TASK DIRECTIONS
Work out how many lines below contain "VecDeque". Provide only the figure.

[Saved entries]
-.-.-

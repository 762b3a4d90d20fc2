//! Shared helpers for the unit tests.

use std::collections::VecDeque;

use crate::generators::{Chooser, Generator};
use crate::grids::wall_grid::WallGrid;
use crate::grids::{CellState, Coord, Direction};

/// Probes directions in a fixed order and always answers `index` with the
/// same slot (clamped to the range asked for).
pub(crate) struct FixedChooser {
    order: [Direction; 4],
    index: usize,
}

impl FixedChooser {
    pub(crate) fn new(order: [Direction; 4]) -> Self {
        Self { order, index: 0 }
    }

    pub(crate) fn with_index(mut self, index: usize) -> Self {
        self.index = index;
        self
    }
}

impl Chooser for FixedChooser {
    fn directions(&mut self) -> [Direction; 4] {
        self.order
    }

    fn index(&mut self, len: usize) -> usize {
        self.index.min(len - 1)
    }
}

/// Steps until `Done`, returning how many steps did work.
pub(crate) fn run_until_done<G: Generator + ?Sized>(generator: &mut G) -> usize {
    let mut steps = 0;
    while !generator.step_generation().unwrap().is_done() {
        steps += 1;
    }
    steps
}

pub(crate) fn assert_walls_symmetric(grid: &WallGrid) {
    for cell in grid.cells() {
        for dir in Direction::ALL {
            match grid.neighbor(cell.coord(), dir) {
                Some(other) => assert_eq!(
                    cell.is_open(dir),
                    grid.is_open(other, dir.opposite()),
                    "asymmetric wall between {} and {}",
                    cell.coord(),
                    other
                ),
                None => assert!(
                    !cell.is_open(dir),
                    "{} is open towards the edge ({})",
                    cell.coord(),
                    dir
                ),
            }
        }
    }
}

/// Opened wall pairs form a spanning tree: `n - 1` edges, all cells reached,
/// and every cell finalized.
pub(crate) fn assert_spanning_tree(grid: &WallGrid) {
    assert_walls_symmetric(grid);
    assert_eq!(grid.passages().len(), grid.len() - 1);

    let mut seen = vec![false; grid.len()];
    let mut queue = VecDeque::from([Coord::new(0, 0)]);
    seen[0] = true;
    let mut reached = 1;

    while let Some(coord) = queue.pop_front() {
        for dir in Direction::ALL {
            if !grid.is_open(coord, dir) {
                continue;
            }
            if let Some(next) = grid.neighbor(coord, dir) {
                let index = next.x * grid.height() + next.y;
                if !seen[index] {
                    seen[index] = true;
                    reached += 1;
                    queue.push_back(next);
                }
            }
        }
    }
    assert_eq!(reached, grid.len(), "maze is not connected");

    for cell in grid.cells() {
        assert!(cell.is_visited());
        assert_eq!(cell.state(), CellState::Completed);
    }
}
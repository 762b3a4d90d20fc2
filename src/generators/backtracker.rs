use log::debug;

use crate::error::Result;
use crate::generators::{
    carve_from, seed_start, Chooser, Generator, GeneratorKind, RngChooser, Step,
};
use crate::grids::wall_grid::WallGrid;
use crate::grids::Coord;

/// Depth-first maze carving with an explicit path stack. The active cell is
/// always the top of the path; it is popped once it has no unvisited
/// neighbor left.
pub struct RecursiveBacktracker<C = RngChooser> {
    grid: WallGrid,
    path: Vec<Coord>,
    completed: Vec<Coord>,
    chooser: C,
}

impl<C: Chooser> RecursiveBacktracker<C> {
    /// `grid` must be freshly built; one random cell is seeded as the start.
    pub fn new(mut grid: WallGrid, mut chooser: C) -> Self {
        let start = seed_start(&mut grid, &mut chooser);
        debug!("recursive backtracker starting at {}", start);

        Self {
            grid,
            path: vec![start],
            completed: Vec::new(),
            chooser,
        }
    }

    pub fn into_grid(self) -> WallGrid {
        self.grid
    }
}

impl<C: Chooser> Generator for RecursiveBacktracker<C> {
    fn step_generation(&mut self) -> Result<Step> {
        let current = match self.path.last() {
            Some(&current) => current,
            None => return Ok(Step::Done),
        };

        match carve_from(&mut self.grid, &mut self.chooser, current)? {
            Some((next, direction)) => {
                self.path.push(next);
                Ok(Step::Progress {
                    from: current,
                    to: next,
                    direction,
                })
            }
            None => {
                self.path.pop();
                self.grid.mark_completed(current);
                self.completed.push(current);
                debug!("backtracked from {}, path length {}", current, self.path.len());
                Ok(Step::Backtrack { cell: current })
            }
        }
    }

    fn is_done(&self) -> bool {
        self.path.is_empty()
    }

    fn grid(&self) -> &WallGrid {
        &self.grid
    }

    fn frontier(&self) -> &[Coord] {
        &self.path
    }

    fn completed(&self) -> &[Coord] {
        &self.completed
    }

    fn kind(&self) -> GeneratorKind {
        GeneratorKind::RecursiveBacktracker
    }
}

-.-.-

OUTPUT OF THE TASK
2